Hungarian-born pianist and Berklee College of Music Professor Laszlo Gardony delivers his fourteenth album and sixth with his trio of bassist John Lockwood and drummer Yoron Israel. The trio has been playing together for more than twenty years so the deep level of understanding facilitates a lively session that has its roots in Hungarian folk music (mostly Bela Bartok), improvised contemporary jazz and the heaviness of prog rock. This is not to suggest there are hints of electronics or fusion. Instead, Gardony is trying to capture the energy of ‘70s bands like King Crimson, ELP, Soft Machine and others in an acoustic setting. He fell in love with this kind of music while growing up in Budapest. He’s labeled it New Prog Jazz. In some respects, it bears similarities to the piano-based version of The Bad Plus, and to this writer, the loud dynamics of John Escreet’s trio.
This fusion of those elements is immediately apparent in the opening “Irrepressible” with its repetitive theme, central European scales, and edgy left hand dissonant chords that bear Bartok’s influence. Meanwhile his rhythm tandem drives hard. “Strong Minds” points directly to the prog rock influence and has that same minimalist quality that we associated with the piano driven The Bad Plus. Listen a little more carefully and you’ll also detect Gardony’s classical influence in the way he uses scales. Drummer Israel is very prominent here but even more so on “Sweet Thoughts,” where he stays loose with varying rhythms around the rather jagged but lightly textures jazz waltz that also reveals strong pizzicato from Lockwood. “Cedar Tree Dance” is the longest track at eight and half minutes and is underscored by yet another influence, NOLA flavored grooves. The leader is all over the keys and the rhythm tandem is totally locked in to power this one. One can almost envision some vocal give and takes in the way the musicians respond to each other in call and response fashion.
“All That Remains” is the first of six collective improvs by the trio, a much quieter piece, a rubato exploration with Lockwood’s bass blending beautifully with Gardony’s piano as Israel stays delicate with his brushes and sticks. Gardony intersperses two compositions between this one and the other four improvs. We’ll address the latter first. The second improv piece, “Walking in Silence,” begins with solo piano before the three come together for a spacious, almost trance-like reverie that builds dramatically, reaching a surprising crescendo, buoyed by Gardony’s signature use of scales. “Everybody Needs a Home” has the drums and bass in dialogue before Gardony comps to the groove the two have established, taking it in a gospel-like African direction, akin to the music of Abdullah Ibrahim. We then return to the calmer, spacious side with “Hopeful Vision,” the proverbial ‘calm before the storm’ sequence that yields the swinging, highly bebop influenced “Night Run,” played with the kind of prog rock energy Gardony is tapping, where he quotes “Salt Peanuts,” “I Remember April,” and perhaps Monk as well. Those little bursts of familiarity seem to come out of nowhere; a head turning effect. The final improv piece and album closer is “Cold Earth,” a darkly contemplative one based on Hungarian folk music scales that features a strong arco turn from bassist Lockwood, that gives it, together with Gardony’s fascinating chord choices, a rich, foreboding quality.

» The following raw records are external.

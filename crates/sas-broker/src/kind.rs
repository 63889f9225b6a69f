//! Resource kinds

use crate::error::{BrokerError, BrokerResult};
use crate::permission::AllowedPermissions;

use std::fmt;
use std::str::FromStr;

use serde::{Deserialize, Serialize};

/// Generic connection string setting, used when no kind-specific one is set.
pub const GENERIC_CONNECTION_STRING_KEY: &str = "ResourceBrokerStorageConnectionString";

/// A storage resource kind the broker can issue tokens for.
#[derive(Debug, Clone, Copy, PartialEq, Eq, Hash, PartialOrd, Ord, Serialize, Deserialize)]
#[serde(rename_all = "lowercase")]
pub enum ResourceKind {
    Blob,
    Table,
    Queue,
}

impl ResourceKind {
    pub const ALL: [Self; 3] = [Self::Blob, Self::Table, Self::Queue];

    /// Matches a type token case-insensitively.
    ///
    /// ```
    /// use sas_broker::ResourceKind;
    ///
    /// assert_eq!(ResourceKind::from_token("BLOB"), Some(ResourceKind::Blob));
    /// assert_eq!(ResourceKind::from_token("Queue"), Some(ResourceKind::Queue));
    /// assert_eq!(ResourceKind::from_token("file"), None);
    /// ```
    #[must_use]
    pub fn from_token(token: &str) -> Option<Self> {
        let token = token.trim();
        Self::ALL.into_iter().find(|kind| kind.as_str().eq_ignore_ascii_case(token))
    }

    #[must_use]
    pub const fn as_str(self) -> &'static str {
        match self {
            Self::Blob => "blob",
            Self::Table => "table",
            Self::Queue => "queue",
        }
    }

    #[must_use]
    pub const fn allowed_permissions(self) -> AllowedPermissions {
        match self {
            Self::Blob => AllowedPermissions::BLOB,
            Self::Table => AllowedPermissions::TABLE,
            Self::Queue => AllowedPermissions::QUEUE,
        }
    }

    /// The kind-specific connection string setting, e.g.
    /// `ResourceBrokerBlobConnectionString`.
    #[must_use]
    pub const fn connection_string_key(self) -> &'static str {
        match self {
            Self::Blob => "ResourceBrokerBlobConnectionString",
            Self::Table => "ResourceBrokerTableConnectionString",
            Self::Queue => "ResourceBrokerQueueConnectionString",
        }
    }
}

impl fmt::Display for ResourceKind {
    fn fmt(&self, f: &mut fmt::Formatter<'_>) -> fmt::Result {
        f.write_str(self.as_str())
    }
}

impl FromStr for ResourceKind {
    type Err = BrokerError;

    fn from_str(s: &str) -> BrokerResult<Self> {
        Self::from_token(s).ok_or_else(|| broker_error!(UnknownResourceType, "unknown resource type: {}", s))
    }
}

#[cfg(test)]
mod tests {
    use super::*;

    use crate::BrokerErrorCode;

    #[test]
    fn tokens() {
        for kind in ResourceKind::ALL {
            assert_eq!(ResourceKind::from_token(kind.as_str()), Some(kind));
            assert_eq!(ResourceKind::from_token(&kind.as_str().to_uppercase()), Some(kind));
        }
        assert_eq!(ResourceKind::from_token(" table "), Some(ResourceKind::Table));
        assert_eq!(ResourceKind::from_token(""), None);
        assert_eq!(ResourceKind::from_token("blobs"), None);
    }

    #[test]
    fn from_str_unknown() {
        let err = "file".parse::<ResourceKind>().unwrap_err();
        assert_eq!(err.code(), BrokerErrorCode::UnknownResourceType);
    }

    #[test]
    fn setting_keys() {
        assert_eq!(ResourceKind::Blob.connection_string_key(), "ResourceBrokerBlobConnectionString");
        assert_eq!(ResourceKind::Table.connection_string_key(), "ResourceBrokerTableConnectionString");
        assert_eq!(ResourceKind::Queue.connection_string_key(), "ResourceBrokerQueueConnectionString");
    }

    #[test]
    fn serde_lowercase() {
        let s = serde_json::to_string(&ResourceKind::Queue).unwrap();
        assert_eq!(s, "\"queue\"");
        let kind: ResourceKind = serde_json::from_str("\"blob\"").unwrap();
        assert_eq!(kind, ResourceKind::Blob);
    }
}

Now, we address the two compositions that followed “All That Remains.” The trio is at their rollicking best on “Times of Discord,” similar in approach to “Strong Minds” with Gardony playing with two-handed percussive fervor while Israel stirs up a maelstrom on the kit. Lockwood, though forceful, captures lyricism in his solo about halfway through. The repetitive chorus which strikes an odd balance between serious and playful, ultimately reflects a need for resilience during these trying times. “Savannah Sunrise” introduces new instrumentation with Gardony on melodica and Israel playing the kalimba in concert with a 6/8 pulse on the kit. There are actually four different rhythm patterns running through the piece, which clearly has African strains but not an African meter per se. Gardony likens it to a more universal tribal like gathering vibe. In his liners, Bill Milkowski references the Gnawa music of Morocco. Read into it what you want but it’s a stunning example of the breadth of this offering which includes strains from bebop to prog rock to Africa and countless tempo and mood shifts. It’s an intoxicating mix of through composed and in-the-moment playing, punctuated with thrills and surprises.